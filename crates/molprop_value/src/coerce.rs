//! Owned extraction with string-to-number coercion.

use crate::{Result, Value, ValueError, ValueType};

/// Owned conversion out of a [`Value`].
///
/// Numeric targets also accept a `String` value holding their text form, so
/// a property read back from a text file still yields a number. All other
/// targets require the stored kind to match exactly.
pub trait FromValue: Sized {
    /// Convert a borrowed value into `Self`.
    ///
    /// # Errors
    ///
    /// [`ValueError::TypeMismatch`] if the stored kind does not match and no
    /// coercion applies, [`ValueError::Conversion`] if a string fails to
    /// parse.
    fn from_value(value: &Value) -> Result<Self>;
}

/// Parse a stored string for a numeric target.
trait ParseText: ValueType + Copy {
    fn parse_text(text: &str) -> Option<Self>;
}

/// Implements `ParseText` through `FromStr`, which is locale-independent.
macro_rules! impl_parse_text {
    ($($ty:ty),*) => { $(
        impl ParseText for $ty {
            #[inline]
            fn parse_text(text: &str) -> Option<Self> {
                text.parse().ok()
            }
        }
    )* };
}

impl_parse_text!(i32, u32, i64, u64, f32, f64);

impl ParseText for bool {
    /// Only the rendered forms `1` and `0` are accepted.
    fn parse_text(text: &str) -> Option<Self> {
        match text {
            "1" => Some(true),
            "0" => Some(false),
            _ => None,
        }
    }
}

fn coerce_numeric<T: ParseText>(value: &Value) -> Result<T> {
    match value {
        Value::String(text) => {
            T::parse_text(text).ok_or_else(|| {
                tracing::debug!(target_type = T::NAME, text = %text, "string coercion failed");
                ValueError::Conversion {
                    value: text.clone(),
                    target: T::NAME,
                }
            })
        }
        other => other.get::<T>().copied(),
    }
}

macro_rules! impl_numeric_from_value {
    ($($ty:ty),*) => { $(
        impl FromValue for $ty {
            #[inline]
            fn from_value(value: &Value) -> Result<Self> {
                coerce_numeric(value)
            }
        }
    )* };
}

impl_numeric_from_value!(bool, i32, u32, i64, u64, f32, f64);

macro_rules! impl_cloned_from_value {
    ($($ty:ty),*) => { $(
        impl FromValue for $ty {
            #[inline]
            fn from_value(value: &Value) -> Result<Self> {
                value.get::<$ty>().cloned()
            }
        }
    )* };
}

impl_cloned_from_value!(String, Vec<f64>, Vec<f32>, Vec<i32>, Vec<u32>, Vec<String>);

impl FromValue for Value {
    fn from_value(value: &Value) -> Result<Self> {
        Ok(value.clone())
    }
}

impl Value {
    /// Copy the payload out as `T`, parsing string values for numeric `T`.
    ///
    /// # Errors
    ///
    /// See [`FromValue::from_value`].
    pub fn extract<T: FromValue>(&self) -> Result<T> {
        T::from_value(self)
    }
}

#[cfg(test)]
mod tests;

▸ **What you need to do**
Give again the lines from the line holding "value.get::<$ty>().cloned()" through the close of the listing, both included, exactly as written and with nothing else.

▸ **Problem solution**
                value.get::<$ty>().cloned()
            }
        }
    )* };
}

impl_cloned_from_value!(String, Vec<f64>, Vec<f32>, Vec<i32>, Vec<u32>, Vec<String>);

impl FromValue for Value {
    fn from_value(value: &Value) -> Result<Self> {
        Ok(value.clone())
    }
}

impl Value {
    /// Copy the payload out as `T`, parsing string values for numeric `T`.
    ///
    /// # Errors
    ///
    /// See [`FromValue::from_value`].
    pub fn extract<T: FromValue>(&self) -> Result<T> {
        T::from_value(self)
    }
}

#[cfg(test)]
mod tests;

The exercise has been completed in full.